The aquaculture industry faces growing pressure to reduce the use of antibiotics for control of bacterial diseases. In this study we tested the effectiveness of dietary cecropin A, an insect-derived antimicrobial peptide, at preventing mortality and reducing incidence of carrier status in rainbow trout (Oncorhynchus mykiss) challenged by immersion with Yersinia ruckeri. Additionally, we conducted longitudinal analyses of microbiome changes to elucidate effects of both cecropin A and bacterial infection. An in vitro experiment indicated that Y. ruckeri is susceptible to cecropin A. However, dietary cecropin A did not improve the survival of fish challenged with Y. ruckeri, nor did it decrease the persistence of Y. ruckeri in the intestine of fish that survived infection. Moreover, levels of intestinal Y. ruckeri as measured by qPCR suggested that cecropin A may have negatively impacted the ability of fish to resist colonization by this bacterial pathogen. Concomitantly with the survival experiments, the microbiomes of challenged and mock-challenged fish were sampled at days 0, 3, 8, and 30. The microbiomes were in general dominated by Mycoplasma sp. at days 0, 3 and 8, independent of diet, and whether fish had been challenged or mock-challenged. At day 30, the microbiomes of mock-challenged fish fed the +cecropin diet were characterized by lower internal (alpha) diversity (p<.01), greater relative abundance of Mycoplasma sp., and a decrease in gram-negative taxa, when compared to the microbiomes of fish fed the control diet. The opposite was observed in the microbiome of challenged fish.
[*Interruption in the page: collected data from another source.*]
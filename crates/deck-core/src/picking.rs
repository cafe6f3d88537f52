use crate::camera::{Camera, Ray};
use crate::constants::{CARD_HEIGHT, CARD_WIDTH};
use crate::deck::{CardId, Deck, PartId};
use glam::{Mat4, Vec2};

#[derive(Clone, Copy, Debug, PartialEq)]
pub struct PickHit {
    pub card: CardId,
    pub part: PartId,
    pub distance: f32,
}

/// Distance along `ray` to a `size`-sized rectangle centred in the local XY plane of `model`.
#[inline]
pub fn ray_rect(ray: &Ray, model: &Mat4, size: Vec2) -> Option<f32> {
    let inv = model.inverse();
    let o = inv.transform_point3(ray.origin);
    let d = inv.transform_vector3(ray.dir);
    if d.z.abs() <= 1e-8 {
        return None;
    }
    // t is measured in world units because `d` keeps the world parameterisation
    let t = -o.z / d.z;
    if t < 0.0 {
        return None;
    }
    let p = o + d * t;
    let half = size * 0.5;
    (p.x.abs() <= half.x && p.y.abs() <= half.y).then_some(t)
}

/// Nearest card part under `ray`.
pub fn pick_ray(deck: &Deck, ray: &Ray) -> Option<PickHit> {
    let size = Vec2::new(CARD_WIDTH, CARD_HEIGHT);
    let mut best = None::<(PartId, f32)>;
    for card in deck.iter() {
        for part in card.parts() {
            if let Some(t) = ray_rect(ray, &part.matrix(&card.transform), size) {
                match best {
                    Some((_, bt)) if t >= bt => {}
                    _ => best = Some((part.id, t)),
                }
            }
        }
    }
    let (part, distance) = best?;
    let card = deck.owner_of(part)?;
    Some(PickHit {
        card,
        part,
        distance,
    })
}

/// Card under a pointer given in normalized device coordinates.
pub fn pick(deck: &Deck, camera: &Camera, pointer: Vec2) -> Option<PickHit> {
    pick_ray(deck, &camera.ray_through(pointer))
}
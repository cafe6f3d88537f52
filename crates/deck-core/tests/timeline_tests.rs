// Host-side tests for easing, the animation timeline and ash bookkeeping.

use deck_core::particles::AshField;
use deck_core::tween::*;
use deck_core::*;
use glam::Vec3;
use rand::rngs::StdRng;
use rand::SeedableRng;

fn small_deck() -> Deck {
    Deck::new(tarot_deck().into_iter().take(3).collect(), CARD_SPACING)
}

#[test]
fn easings_start_at_zero_and_end_at_one() {
    for easing in [Easing::Linear, Easing::CubicOut, Easing::BackOut] {
        assert!(easing.apply(0.0).abs() < 1e-5, "{easing:?} at 0");
        assert!((easing.apply(1.0) - 1.0).abs() < 1e-6, "{easing:?} at 1");
        // clamped outside the unit range
        assert_eq!(easing.apply(2.0), easing.apply(1.0));
    }
    assert!(Easing::CubicOut.apply(0.5) > 0.5);
    // back-out overshoots before settling
    assert!(Easing::BackOut.apply(0.8) > 1.0);
}

#[test]
fn tween_lands_exactly_on_target() {
    let mut deck = small_deck();
    let mut tl = Timeline::new();
    let to = Vec3::new(1.0, 2.0, 3.0);
    tl.animate(&deck, CardId(1), Channel::Position, to, 0.0, 1.0, Easing::CubicOut);
    assert_eq!(tl.tween_count(), 1);

    tl.advance(0.5, &mut deck);
    let mid = deck.get(CardId(1)).unwrap().transform.position;
    assert!(mid != to);
    tl.advance(1.0, &mut deck);
    assert_eq!(deck.get(CardId(1)).unwrap().transform.position, to);
    assert!(tl.is_idle());
}

#[test]
fn tween_for_removed_card_is_dropped() {
    let mut deck = small_deck();
    let mut tl = Timeline::new();
    tl.animate(&deck, CardId(2), Channel::Rotation, Vec3::ONE, 0.0, 1.0, Easing::Linear);
    deck.remove(CardId(2));
    tl.advance(0.25, &mut deck);
    assert_eq!(tl.tween_count(), 0);
}

#[test]
fn cues_fire_once_in_order_when_due() {
    let mut deck = small_deck();
    let mut tl = Timeline::new();
    tl.schedule(1.0, Cue::ShowDetails(CardId(0)));
    tl.schedule(0.5, Cue::ClearNotice);
    tl.schedule(2.0, Cue::ReturnToBrowsing);

    assert!(tl.advance(0.25, &mut deck).is_empty());
    let fired = tl.advance(1.0, &mut deck);
    assert_eq!(fired.as_slice(), &[Cue::ShowDetails(CardId(0)), Cue::ClearNotice]);
    assert!(tl.advance(1.5, &mut deck).is_empty());
    assert_eq!(tl.advance(2.0, &mut deck).as_slice(), &[Cue::ReturnToBrowsing]);
    assert!(tl.is_idle());
}

#[test]
fn cancel_card_drops_its_tweens_and_cues_only() {
    let deck = small_deck();
    let mut tl = Timeline::new();
    tl.animate(&deck, CardId(0), Channel::Position, Vec3::ONE, 0.0, 1.0, Easing::Linear);
    tl.animate(&deck, CardId(1), Channel::Position, Vec3::ONE, 0.0, 1.0, Easing::Linear);
    tl.schedule(1.0, Cue::ShowDetails(CardId(0)));
    tl.schedule(2.0, Cue::ReturnToBrowsing);

    tl.cancel_card(CardId(0));
    assert_eq!(tl.tween_count(), 1);
    assert!(!tl.pending(Cue::ShowDetails(CardId(0))));
    assert!(tl.pending(Cue::ReturnToBrowsing));
}

#[test]
fn ash_bursts_retire_after_max_age() {
    let mut rng = StdRng::seed_from_u64(3);
    let mut ash = AshField::new(200, ASH_MAX_AGE);
    ash.spawn(Vec3::new(0.0, 0.0, 7.0), &mut rng);

    let burst = &ash.bursts()[0];
    assert_eq!(burst.points.len(), 200);
    for p in &burst.points {
        assert!(p.offset.x.abs() <= CARD_WIDTH / 2.0);
        assert!(p.offset.y.abs() <= CARD_HEIGHT / 2.0);
        assert!(p.color == ASH_GOLD || p.color == ASH_GREY);
        assert!((0.0..1.0).contains(&p.seed));
    }

    // ten quarter-second steps reach exactly the max age
    for _ in 0..10 {
        assert_eq!(ash.advance(0.25), 0);
    }
    assert_eq!(ash.bursts().len(), 1);
    assert_eq!(ash.advance(0.25), 1);
    assert!(ash.is_empty());
}

#[test]
fn starfield_turns_slowly() {
    let mut rng = StdRng::seed_from_u64(9);
    let mut stars = deck_core::backdrop::Starfield::new(50, &mut rng);
    let before: Vec<Vec3> = stars.positions().collect();
    stars.advance();
    assert!((stars.rotation_y() - STAR_SPIN_PER_TICK).abs() < 1e-9);
    let after: Vec<Vec3> = stars.positions().collect();
    for (a, b) in before.iter().zip(&after) {
        assert!((a.length() - b.length()).abs() < 1e-3);
        assert!((a.y - b.y).abs() < 1e-4);
    }
}
//! Heads-up display state the frontend mirrors into its UI.

use crate::constants::DETAIL_FADE_SEC;
use crate::content::CardInfo;
use crate::gesture::GestureClass;

#[derive(Clone, Debug, PartialEq)]
pub struct DetailPanel {
    pub title: String,
    pub subtitle: String,
    pub description: String,
    /// Session clock when the panel appeared.
    pub shown_at: f64,
}

impl DetailPanel {
    pub fn for_card(info: &CardInfo, shown_at: f64) -> Self {
        Self {
            title: info.name.clone(),
            subtitle: info.category.clone(),
            description: info.description.clone(),
            shown_at,
        }
    }

    /// Fade-in opacity at session time `clock`, 0 when shown and 1 once settled.
    pub fn opacity(&self, clock: f64) -> f32 {
        (((clock - self.shown_at) / DETAIL_FADE_SEC as f64) as f32).clamp(0.0, 1.0)
    }
}

#[derive(Clone, Copy, Debug, PartialEq, Eq)]
pub enum Notice {
    /// Waiting for the camera to come up.
    Loading,
    /// Camera failed; mouse controls are in use.
    PointerFallback,
}

impl Notice {
    pub fn text(self) -> &'static str {
        match self {
            Notice::Loading => "Starting camera…",
            Notice::PointerFallback => {
                "Camera unavailable, mouse mode: move to browse · click to draw · right-click to burn"
            }
        }
    }
}

#[derive(Clone, Debug)]
pub struct Hud {
    pub deck_count: usize,
    pub detail: Option<DetailPanel>,
    pub burn_hint: bool,
    pub fist_icon: bool,
    pub active_gesture: GestureClass,
    pub notice: Option<Notice>,
}

impl Hud {
    pub fn new(deck_count: usize) -> Self {
        Self {
            deck_count,
            detail: None,
            burn_hint: false,
            fist_icon: false,
            active_gesture: GestureClass::None,
            notice: Some(Notice::Loading),
        }
    }

    pub fn deck_label(&self) -> String {
        format!("CARDS: {}", self.deck_count)
    }
}
//! Single-consumer inbox for everything that arrives asynchronously.
//!
//! Producers (landmark thread, asset loader, window events) hold an
//! [`InboxSender`]; the session drains the queue once per tick in arrival
//! order, so the latest value wins for every latched field.

use crate::assets::{AssetTarget, ImageHandle};
use crate::error::AssetError;
use crate::gesture::{HandLandmarks, PointerEvent};
use std::sync::mpsc::{self, Receiver, Sender};

#[derive(Clone, Debug)]
pub enum InboxMessage {
    CameraStarted,
    CameraFailed(String),
    /// One tracked sample; `None` means no hand in view.
    Landmarks(Option<HandLandmarks>),
    Pointer(PointerEvent),
    AssetLoaded {
        target: AssetTarget,
        result: Result<ImageHandle, AssetError>,
    },
}

/// Cloneable producer handle.
///
/// Sends return `false` once the session is gone so producer threads can stop.
#[derive(Clone)]
pub struct InboxSender {
    tx: Sender<InboxMessage>,
}

impl InboxSender {
    pub fn send(&self, message: InboxMessage) -> bool {
        self.tx.send(message).is_ok()
    }

    pub fn pointer(&self, event: PointerEvent) -> bool {
        self.send(InboxMessage::Pointer(event))
    }

    pub fn landmarks(&self, hand: Option<HandLandmarks>) -> bool {
        self.send(InboxMessage::Landmarks(hand))
    }
}

pub struct Inbox {
    tx: Sender<InboxMessage>,
    rx: Receiver<InboxMessage>,
}

impl Inbox {
    pub fn new() -> Self {
        let (tx, rx) = mpsc::channel();
        Self { tx, rx }
    }

    pub fn sender(&self) -> InboxSender {
        InboxSender {
            tx: self.tx.clone(),
        }
    }

    /// Everything queued so far, oldest first.
    pub fn drain(&self) -> impl Iterator<Item = InboxMessage> + '_ {
        self.rx.try_iter()
    }
}

impl Default for Inbox {
    fn default() -> Self {
        Self::new()
    }
}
Lastly, correlation analysis of amplicon sequence variants (ASVs) revealed a negative correlation between the presence of Y. ruckeri and seven ASVs, including Mycoplasma sp., suggesting possible beneficial effects of these taxa. In addition, six ASVs were positively correlated to Y. ruckeri, including Flavobacterium succinicans – a known opportunistic fish pathogen. In conclusion, this study revealed that dietary cecropin A was bioactive and exerted significant effects on the microbiome but did not improve fish resistance to infection by Y. ruckeri. Based on our observations and other published results, it appears that high relative abundance of Mycoplasma sp. correlates with higher resistance to intestinal colonization by bacterial pathogens.